The lines to copy from the data below are those that hold the string "Error".

Top of Supplied material

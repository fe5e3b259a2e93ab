//! Integration tests for the JSON settings store and settings load

use std::fs;
use tempfile::TempDir;
use walletmeta::effects::init_settings;
use walletmeta::explorer::BlockExplorer;
use walletmeta::network::NetworkDescriptor;
use walletmeta::price::CurrencyState;
use walletmeta::settings::{JsonFileSettings, Settings, SettingsStore, SETTINGS_NAMESPACE};
use walletmeta::store::Store;

fn get_test_dir() -> Result<TempDir, Box<dyn std::error::Error>> {
    Ok(TempDir::new()?)
}

#[tokio::test]
async fn test_missing_file_reads_empty() -> Result<(), Box<dyn std::error::Error>> {
    let dir = get_test_dir()?;
    let store = JsonFileSettings::new(dir.path());

    let settings = store.read(SETTINGS_NAMESPACE).await?;
    assert_eq!(settings, Settings::default());
    Ok(())
}

#[tokio::test]
async fn test_save_then_read() -> Result<(), Box<dyn std::error::Error>> {
    let dir = get_test_dir()?;
    let store = JsonFileSettings::new(dir.path().join("nested"));

    let settings = Settings {
        block_explorer: Some(BlockExplorer::Antchain),
        network_id: Some("2".to_string()),
        ..Settings::default()
    };
    store.save(SETTINGS_NAMESPACE, &settings)?;

    assert!(store.path_for(SETTINGS_NAMESPACE).exists());
    let loaded = store.read(SETTINGS_NAMESPACE).await?;
    assert_eq!(loaded, settings);
    Ok(())
}

#[tokio::test]
async fn test_second_save_keeps_backup() -> Result<(), Box<dyn std::error::Error>> {
    let dir = get_test_dir()?;
    let store = JsonFileSettings::new(dir.path());

    let first = Settings {
        currency: Some("usd".to_string()),
        ..Settings::default()
    };
    let second = Settings {
        currency: Some("eur".to_string()),
        ..Settings::default()
    };
    store.save(SETTINGS_NAMESPACE, &first)?;
    store.save(SETTINGS_NAMESPACE, &second)?;

    let backup = dir.path().join("settings.json.backup");
    let backup: Settings = serde_json::from_str(&fs::read_to_string(backup)?)?;
    assert_eq!(backup.currency.as_deref(), Some("usd"));
    assert_eq!(
        store.read(SETTINGS_NAMESPACE).await?.currency.as_deref(),
        Some("eur")
    );
    Ok(())
}

#[tokio::test]
async fn test_corrupt_file_is_an_error() -> Result<(), Box<dyn std::error::Error>> {
    let dir = get_test_dir()?;
    let store = JsonFileSettings::new(dir.path());
    fs::write(store.path_for(SETTINGS_NAMESPACE), "{ not json")?;

    assert!(store.read(SETTINGS_NAMESPACE).await.is_err());
    Ok(())
}

#[tokio::test]
async fn test_load_settings_from_disk_into_store() -> Result<(), Box<dyn std::error::Error>> {
    let dir = get_test_dir()?;
    fs::write(
        dir.path().join("settings.json"),
        r#"{
            "blockExplorer": "Neoscan",
            "currency": null,
            "privateNetworks": [{"id": "3", "label": "Local", "value": "http://127.0.0.1:5000"}],
            "networkId": "3"
        }"#,
    )?;
    let settings = JsonFileSettings::new(dir.path());
    let store = Store::new();
    let price = CurrencyState::new();

    let dispatched = init_settings(&settings, &store, &price).await;

    assert_eq!(dispatched, 3);
    let state = store.state();
    assert_eq!(state.block_explorer, BlockExplorer::Neoscan);
    assert_eq!(
        state.private_networks.to_vec(),
        vec![NetworkDescriptor::new("3", "Local", "http://127.0.0.1:5000")]
    );
    assert_eq!(store.network()?, "http://127.0.0.1:5000");
    assert_eq!(price.currency(), "usd");
    Ok(())
}

#[tokio::test]
async fn test_corrupt_file_leaves_defaults() -> Result<(), Box<dyn std::error::Error>> {
    let dir = get_test_dir()?;
    fs::write(dir.path().join("settings.json"), "[1, 2, 3]")?;
    let settings = JsonFileSettings::new(dir.path());
    let store = Store::new();
    let price = CurrencyState::new();

    let dispatched = init_settings(&settings, &store, &price).await;

    assert_eq!(dispatched, 0);
    assert_eq!(store.network()?, "MainNet");
    Ok(())
}

#[tokio::test]
async fn test_unknown_explorer_does_not_block_other_settings() -> Result<(), Box<dyn std::error::Error>> {
    let dir = get_test_dir()?;
    fs::write(
        dir.path().join("settings.json"),
        r#"{"blockExplorer":"Etherscan","currency":"EUR","networkId":"2"}"#,
    )?;
    let settings = JsonFileSettings::new(dir.path());
    let store = Store::new();
    let price = CurrencyState::new();

    let dispatched = init_settings(&settings, &store, &price).await;

    assert_eq!(dispatched, 2);
    assert_eq!(price.currency(), "eur");
    assert_eq!(store.state().network_id, "2");
    assert_eq!(store.state().block_explorer, BlockExplorer::Neotracker);
    assert_eq!(store.network()?, "TestNet");
    Ok(())
}

#[tokio::test]
async fn test_incomplete_private_network_is_skipped() -> Result<(), Box<dyn std::error::Error>> {
    let dir = get_test_dir()?;
    fs::write(
        dir.path().join("settings.json"),
        r#"{"blockExplorer":"Antchain","privateNetworks":[{"id":"3","value":"http://127.0.0.1:5000"}],"networkId":"2"}"#,
    )?;
    let settings = JsonFileSettings::new(dir.path());
    let store = Store::new();
    let price = CurrencyState::new();

    let dispatched = init_settings(&settings, &store, &price).await;

    assert_eq!(dispatched, 2);
    let state = store.state();
    assert_eq!(state.block_explorer, BlockExplorer::Antchain);
    assert!(state.private_networks.is_empty());
    assert_eq!(state.network_id, "2");
    Ok(())
}

#[tokio::test]
async fn test_update_changes_one_field_and_keeps_the_rest() -> Result<(), Box<dyn std::error::Error>> {
    let dir = get_test_dir()?;
    fs::write(
        dir.path().join("settings.json"),
        r#"{"currency":"eur","networkId":"1","tokens":{"RPX":"abc"}}"#,
    )?;
    let store = JsonFileSettings::new(dir.path());

    let updated = store
        .update(SETTINGS_NAMESPACE, |settings| {
            settings.network_id = Some("2".to_string())
        })
        .await?;
    assert_eq!(updated.network_id.as_deref(), Some("2"));

    let loaded = store.read(SETTINGS_NAMESPACE).await?;
    assert_eq!(loaded.network_id.as_deref(), Some("2"));
    assert_eq!(loaded.currency.as_deref(), Some("eur"));
    assert_eq!(loaded.extra["tokens"]["RPX"], "abc");
    assert!(dir.path().join("settings.json.backup").exists());
    Ok(())
}

#[tokio::test(flavor = "current_thread")]
async fn test_update_creates_missing_file() -> Result<(), Box<dyn std::error::Error>> {
    let dir = get_test_dir()?;
    let store = JsonFileSettings::new(dir.path().join("fresh"));

    store
        .update(SETTINGS_NAMESPACE, |settings| {
            settings.block_explorer = Some(BlockExplorer::Neoscan)
        })
        .await?;

    let loaded = store.read(SETTINGS_NAMESPACE).await?;
    assert_eq!(loaded.block_explorer, Some(BlockExplorer::Neoscan));
    Ok(())
}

Bottom of Supplied material

Finished exercise =>
fn get_test_dir() -> Result<TempDir, Box<dyn std::error::Error>> {
async fn test_missing_file_reads_empty() -> Result<(), Box<dyn std::error::Error>> {
async fn test_save_then_read() -> Result<(), Box<dyn std::error::Error>> {
async fn test_second_save_keeps_backup() -> Result<(), Box<dyn std::error::Error>> {
async fn test_corrupt_file_is_an_error() -> Result<(), Box<dyn std::error::Error>> {
async fn test_load_settings_from_disk_into_store() -> Result<(), Box<dyn std::error::Error>> {
async fn test_corrupt_file_leaves_defaults() -> Result<(), Box<dyn std::error::Error>> {
async fn test_unknown_explorer_does_not_block_other_settings() -> Result<(), Box<dyn std::error::Error>> {
async fn test_incomplete_private_network_is_skipped() -> Result<(), Box<dyn std::error::Error>> {
async fn test_update_changes_one_field_and_keeps_the_rest() -> Result<(), Box<dyn std::error::Error>> {
async fn test_update_creates_missing_file() -> Result<(), Box<dyn std::error::Error>> {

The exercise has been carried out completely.